RECORDS SUPPLIED
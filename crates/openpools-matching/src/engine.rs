//! Request-driven match computation.
//!
//! One call runs the whole unit of work sequentially: load the requester,
//! load every candidate and their keyword profiles, score, persist, return.
//! Persistence is best effort; a failed write never discards a computed
//! ranking.

use std::collections::HashMap;
use std::sync::Arc;
use std::time::Instant;

use chrono::Utc;
use serde::Serialize;
use tracing::{info, instrument, warn};
use uuid::Uuid;

use openpools_core::{
    Error, KeywordProfileStore, MatchCandidate, MatchRecord, MatchStore, MatchingConfig,
    ProfileStore, RankedMatch, Result, StoredKeywordProfile,
};

use crate::normalize::{decode_profile_lenient, NormalizeOptions};
use crate::persist::persist_matches;
use crate::scoring::find_top_matches;

/// Outcome of one match computation.
#[derive(Debug, Clone, Serialize)]
pub struct MatchRun {
    pub matches: Vec<RankedMatch>,
    /// Whether the ranking was written to the match store.
    pub persisted: bool,
    /// Why persisting failed, if it did.
    #[serde(skip_serializing_if = "Option::is_none")]
    pub persist_error: Option<String>,
}

/// Computes and stores ranked matches for a user.
pub struct MatchEngine {
    profiles: Arc<dyn ProfileStore>,
    keyword_profiles: Arc<dyn KeywordProfileStore>,
    matches: Arc<dyn MatchStore>,
    config: MatchingConfig,
}

impl MatchEngine {
    pub fn new(
        profiles: Arc<dyn ProfileStore>,
        keyword_profiles: Arc<dyn KeywordProfileStore>,
        matches: Arc<dyn MatchStore>,
        config: MatchingConfig,
    ) -> Self {
        Self {
            profiles,
            keyword_profiles,
            matches,
            config,
        }
    }

    pub fn config(&self) -> &MatchingConfig {
        &self.config
    }

    /// Rank every other user against `user_id`.
    ///
    /// `limit` defaults to the configured match limit. Store reads that fail
    /// are returned as errors; a failed write is reported in the run.
    #[instrument(skip(self), fields(subsystem = "matching", component = "engine", op = "compute_matches"))]
    pub async fn compute_matches(&self, user_id: Uuid, limit: Option<usize>) -> Result<MatchRun> {
        let start = Instant::now();
        let limit = limit.unwrap_or(self.config.match_limit);
        let options = NormalizeOptions::default().with_min_len(self.config.min_keyword_len);
        let weights = &self.config.category_weights;

        let self_profile = self
            .profiles
            .fetch_profile(user_id)
            .await?
            .ok_or(Error::ProfileNotFound(user_id))?;

        let self_stored = self.keyword_profiles.fetch(user_id).await?;
        let self_keywords =
            decode_profile_lenient(user_id, self_stored.as_ref(), weights, &options);

        let candidate_profiles = self.profiles.list_candidates(user_id).await?;
        let candidate_ids: Vec<Uuid> = candidate_profiles.iter().map(|p| p.user_id).collect();
        let mut stored_by_user: HashMap<Uuid, StoredKeywordProfile> = if candidate_ids.is_empty() {
            HashMap::new()
        } else {
            self.keyword_profiles
                .fetch_many(&candidate_ids)
                .await?
                .into_iter()
                .map(|stored| (stored.user_id, stored))
                .collect()
        };

        let candidates: Vec<MatchCandidate> = candidate_profiles
            .into_iter()
            .filter(|p| p.user_id != user_id)
            .map(|profile| {
                let stored = stored_by_user.remove(&profile.user_id);
                let keywords =
                    decode_profile_lenient(profile.user_id, stored.as_ref(), weights, &options);
                MatchCandidate { profile, keywords }
            })
            .collect();

        let ranked = find_top_matches(
            &self_keywords,
            &candidates,
            limit,
            &self_profile,
            &self.config.scoring,
        );

        let (persisted, persist_error) =
            match persist_matches(self.matches.as_ref(), user_id, &ranked, Utc::now()).await {
                Ok(_) => (true, None),
                Err(e) => (false, Some(e.to_string())),
            };

        info!(
            user_id = %user_id,
            candidate_count = candidates.len(),
            result_count = ranked.len(),
            persisted,
            duration_ms = start.elapsed().as_millis() as u64,
            "Match computation complete"
        );

        Ok(MatchRun {
            matches: ranked,
            persisted,
            persist_error,
        })
    }

    /// Read back the last persisted ranking for `user_id`.
    pub async fn stored_matches(&self, user_id: Uuid) -> Result<Vec<MatchRecord>> {
        let records = self.matches.list_for_user(user_id).await.map_err(|e| {
            warn!(
                subsystem = "matching",
                component = "engine",
                user_id = %user_id,
                error = %e,
                "Failed to read stored matches"
            );
            e
        })?;
        Ok(records)
    }
}
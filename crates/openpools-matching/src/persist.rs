//! Match persistence adapter.

use chrono::{DateTime, Utc};
use tracing::{debug, warn};
use uuid::Uuid;

use openpools_core::{Error, MatchRecord, MatchStore, RankedMatch, Result};

/// One record per ranked candidate, stamped with `now`.
///
/// Only keyword texts are stored as evidence.
pub fn to_records(user_id: Uuid, ranked: &[RankedMatch], now: DateTime<Utc>) -> Vec<MatchRecord> {
    ranked
        .iter()
        .map(|m| MatchRecord {
            user_id,
            matched_user_id: m.user_id(),
            compatibility_score: m.compatibility,
            common_keywords: m.common_keywords.iter().map(|k| k.keyword.clone()).collect(),
            last_calculated: now,
        })
        .collect()
}

/// Upsert the ranked list for `user_id`, returning the number of rows written.
///
/// Store failures are mapped to [`Error::Persistence`]; callers decide
/// whether that is fatal.
pub async fn persist_matches(
    store: &dyn MatchStore,
    user_id: Uuid,
    ranked: &[RankedMatch],
    now: DateTime<Utc>,
) -> Result<usize> {
    if ranked.is_empty() {
        return Ok(0);
    }

    let records = to_records(user_id, ranked, now);
    match store.upsert_matches(&records).await {
        Ok(()) => {
            debug!(
                subsystem = "matching",
                component = "persistence",
                user_id = %user_id,
                result_count = records.len(),
                "Persisted matches"
            );
            Ok(records.len())
        }
        Err(e) => {
            warn!(
                subsystem = "matching",
                component = "persistence",
                user_id = %user_id,
                error = %e,
                "Failed to persist matches"
            );
            Err(match e {
                Error::Persistence(msg) => Error::Persistence(msg),
                other => Error::Persistence(other.to_string()),
            })
        }
    }
}

#[cfg(test)]
mod tests {
    use super::*;
    use openpools_core::{Category, CategoryWeights, ProfileAttrs, ScoreBreakdown, Source};

    #[test]
    fn test_to_records_maps_evidence_texts() {
        let table = CategoryWeights::default();
        let me = Uuid::new_v4();
        let other = Uuid::new_v4();
        let now = Utc::now();
        let ranked = vec![RankedMatch {
            profile: ProfileAttrs::new(other),
            compatibility: 42.5,
            common_keywords: vec![
                table.keyword("python", Category::Skills, Source::Resume),
                table.keyword("figma", Category::Tools, Source::Resume),
            ],
            breakdown: ScoreBreakdown::default(),
        }];

        let records = to_records(me, &ranked, now);
        assert_eq!(records.len(), 1);
        assert_eq!(records[0].user_id, me);
        assert_eq!(records[0].matched_user_id, other);
        assert_eq!(records[0].compatibility_score, 42.5);
        assert_eq!(records[0].common_keywords, vec!["python", "figma"]);
        assert_eq!(records[0].last_calculated, now);
    }

    #[test]
    fn test_to_records_empty() {
        assert!(to_records(Uuid::new_v4(), &[], Utc::now()).is_empty());
    }
}
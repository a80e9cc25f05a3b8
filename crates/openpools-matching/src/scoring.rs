//! Compatibility scoring.
//!
//! Scores are on a 0-100 scale and are the sum of two parts:
//!
//! - **Keyword overlap** (up to `keyword_overlap` points, 85 by default):
//!   the requester's keyword weight mass that the candidate also holds.
//!   Each shared keyword contributes `min(self_weight, candidate_weight)`,
//!   and the sum is divided by the requester's total keyword weight, or by
//!   [`MIN_OVERLAP_MASS`] when the total is smaller, so sharing a lone
//!   `links` keyword is worth less than sharing a lone `skills` keyword.
//! - **Attribute affinity** (up to 15 points by default): same location,
//!   same or overlapping job title, same company.
//!
//! Attribute points can never exceed keyword points (enforced by
//! [`ScoringWeights::validate`]), so keyword overlap always dominates.
//!
//! The scorer is pure; persisting results is the caller's job.

use std::collections::{HashMap, HashSet};

use tracing::debug;

use openpools_core::config::ScoringWeights;
use openpools_core::defaults::MIN_OVERLAP_MASS;
use openpools_core::weights::round2;
use openpools_core::{Keyword, MatchCandidate, ProfileAttrs, RankedMatch, ScoreBreakdown};

use crate::normalize::normalize_text;

/// Requester keywords deduplicated by normalized text.
struct SelfIndex<'a> {
    /// First occurrence of each text, in profile order.
    ordered: Vec<(String, &'a Keyword)>,
    /// Highest weight seen per text.
    weights: HashMap<String, f64>,
    total_weight: f64,
}

impl<'a> SelfIndex<'a> {
    fn build(keywords: &'a [Keyword]) -> Self {
        let mut ordered = Vec::with_capacity(keywords.len());
        let mut weights: HashMap<String, f64> = HashMap::with_capacity(keywords.len());
        for keyword in keywords {
            let text = normalize_text(&keyword.keyword);
            if text.is_empty() {
                continue;
            }
            match weights.get_mut(&text) {
                Some(w) => *w = w.max(keyword.weight),
                None => {
                    weights.insert(text.clone(), keyword.weight);
                    ordered.push((text, keyword));
                }
            }
        }
        let total_weight = weights.values().sum();
        Self {
            ordered,
            weights,
            total_weight,
        }
    }
}

/// Rank `candidates` against the requester and keep the top `limit`.
///
/// Candidates carrying the requester's own ID are skipped. Ordering is
/// descending by compatibility; equal scores keep their input order.
pub fn find_top_matches(
    self_keywords: &[Keyword],
    candidates: &[MatchCandidate],
    limit: usize,
    self_profile: &ProfileAttrs,
    scoring: &ScoringWeights,
) -> Vec<RankedMatch> {
    let index = SelfIndex::build(self_keywords);

    let mut ranked: Vec<RankedMatch> = candidates
        .iter()
        .filter(|c| c.profile.user_id != self_profile.user_id)
        .map(|candidate| score_candidate(&index, candidate, self_profile, scoring))
        .collect();

    ranked.sort_by(|a, b| {
        b.compatibility
            .partial_cmp(&a.compatibility)
            .unwrap_or(std::cmp::Ordering::Equal)
    });
    ranked.truncate(limit);

    debug!(
        subsystem = "matching",
        component = "scorer",
        user_id = %self_profile.user_id,
        candidate_count = candidates.len(),
        result_count = ranked.len(),
        keyword_count = index.ordered.len(),
        "Ranked candidates"
    );

    ranked
}

fn score_candidate(
    index: &SelfIndex<'_>,
    candidate: &MatchCandidate,
    self_profile: &ProfileAttrs,
    scoring: &ScoringWeights,
) -> RankedMatch {
    let mut candidate_weights: HashMap<String, f64> = HashMap::new();
    for keyword in &candidate.keywords {
        let text = normalize_text(&keyword.keyword);
        let entry = candidate_weights.entry(text).or_insert(keyword.weight);
        *entry = entry.max(keyword.weight);
    }

    let mut shared_weight = 0.0;
    let mut common_keywords = Vec::new();
    for (text, keyword) in &index.ordered {
        if let Some(candidate_weight) = candidate_weights.get(text) {
            let self_weight = index.weights.get(text).copied().unwrap_or(keyword.weight);
            shared_weight += self_weight.min(*candidate_weight);
            common_keywords.push((*keyword).clone());
        }
    }

    let keyword_score = if index.total_weight > 0.0 {
        let mass = index.total_weight.max(MIN_OVERLAP_MASS);
        scoring.keyword_overlap * (shared_weight / mass).min(1.0)
    } else {
        0.0
    };
    let attribute_score = attribute_affinity(self_profile, &candidate.profile, scoring);

    RankedMatch {
        profile: candidate.profile.clone(),
        compatibility: round2(keyword_score + attribute_score),
        common_keywords,
        breakdown: ScoreBreakdown {
            keyword_score: round2(keyword_score),
            attribute_score: round2(attribute_score),
        },
    }
}

/// Points from shared structured attributes.
pub fn attribute_affinity(
    self_profile: &ProfileAttrs,
    candidate: &ProfileAttrs,
    scoring: &ScoringWeights,
) -> f64 {
    let mut points = 0.0;

    if same_value(&self_profile.location, &candidate.location) {
        points += scoring.location;
    }

    if same_value(&self_profile.job_title, &candidate.job_title) {
        points += scoring.job_title;
    } else if titles_overlap(&self_profile.job_title, &candidate.job_title) {
        points += scoring.job_title_partial;
    }

    if same_value(&self_profile.company, &candidate.company) {
        points += scoring.company;
    }

    points
}

fn normalized_attr(value: &Option<String>) -> Option<String> {
    value
        .as_deref()
        .map(normalize_text)
        .filter(|v| !v.is_empty())
}

fn same_value(a: &Option<String>, b: &Option<String>) -> bool {
    match (normalized_attr(a), normalized_attr(b)) {
        (Some(a), Some(b)) => a == b,
        _ => false,
    }
}

fn titles_overlap(a: &Option<String>, b: &Option<String>) -> bool {
    let (Some(a), Some(b)) = (normalized_attr(a), normalized_attr(b)) else {
        return false;
    };
    let words: HashSet<&str> = title_words(&a).collect();
    let shared = title_words(&b).any(|w| words.contains(w));
    shared
}

fn title_words(title: &str) -> impl Iterator<Item = &str> {
    title
        .split(|c: char| !c.is_alphanumeric())
        .filter(|w| w.chars().count() > 2)
}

EXERCISE AIM
Among the entries above, copy exactly only the lines starting with the one containing "let records = to_records(me, &ranked, now);" and going through the one containing "for keyword in keywords", both ends included.

THE ANSWER
        let records = to_records(me, &ranked, now);
        assert_eq!(records.len(), 1);
        assert_eq!(records[0].user_id, me);
        assert_eq!(records[0].matched_user_id, other);
        assert_eq!(records[0].compatibility_score, 42.5);
        assert_eq!(records[0].common_keywords, vec!["python", "figma"]);
        assert_eq!(records[0].last_calculated, now);
    }

    #[test]
    fn test_to_records_empty() {
        assert!(to_records(Uuid::new_v4(), &[], Utc::now()).is_empty());
    }
}
repository a80e9cc25f05a3b8
filename crates/openpools-matching/src/scoring.rs
//! Compatibility scoring.
//!
//! Scores are on a 0-100 scale and are the sum of two parts:
//!
//! - **Keyword overlap** (up to `keyword_overlap` points, 85 by default):
//!   the requester's keyword weight mass that the candidate also holds.
//!   Each shared keyword contributes `min(self_weight, candidate_weight)`,
//!   and the sum is divided by the requester's total keyword weight, or by
//!   [`MIN_OVERLAP_MASS`] when the total is smaller, so sharing a lone
//!   `links` keyword is worth less than sharing a lone `skills` keyword.
//! - **Attribute affinity** (up to 15 points by default): same location,
//!   same or overlapping job title, same company.
//!
//! Attribute points can never exceed keyword points (enforced by
//! [`ScoringWeights::validate`]), so keyword overlap always dominates.
//!
//! The scorer is pure; persisting results is the caller's job.

use std::collections::{HashMap, HashSet};

use tracing::debug;

use openpools_core::config::ScoringWeights;
use openpools_core::defaults::MIN_OVERLAP_MASS;
use openpools_core::weights::round2;
use openpools_core::{Keyword, MatchCandidate, ProfileAttrs, RankedMatch, ScoreBreakdown};

use crate::normalize::normalize_text;

/// Requester keywords deduplicated by normalized text.
struct SelfIndex<'a> {
    /// First occurrence of each text, in profile order.
    ordered: Vec<(String, &'a Keyword)>,
    /// Highest weight seen per text.
    weights: HashMap<String, f64>,
    total_weight: f64,
}

impl<'a> SelfIndex<'a> {
    fn build(keywords: &'a [Keyword]) -> Self {
        let mut ordered = Vec::with_capacity(keywords.len());
        let mut weights: HashMap<String, f64> = HashMap::with_capacity(keywords.len());
        for keyword in keywords {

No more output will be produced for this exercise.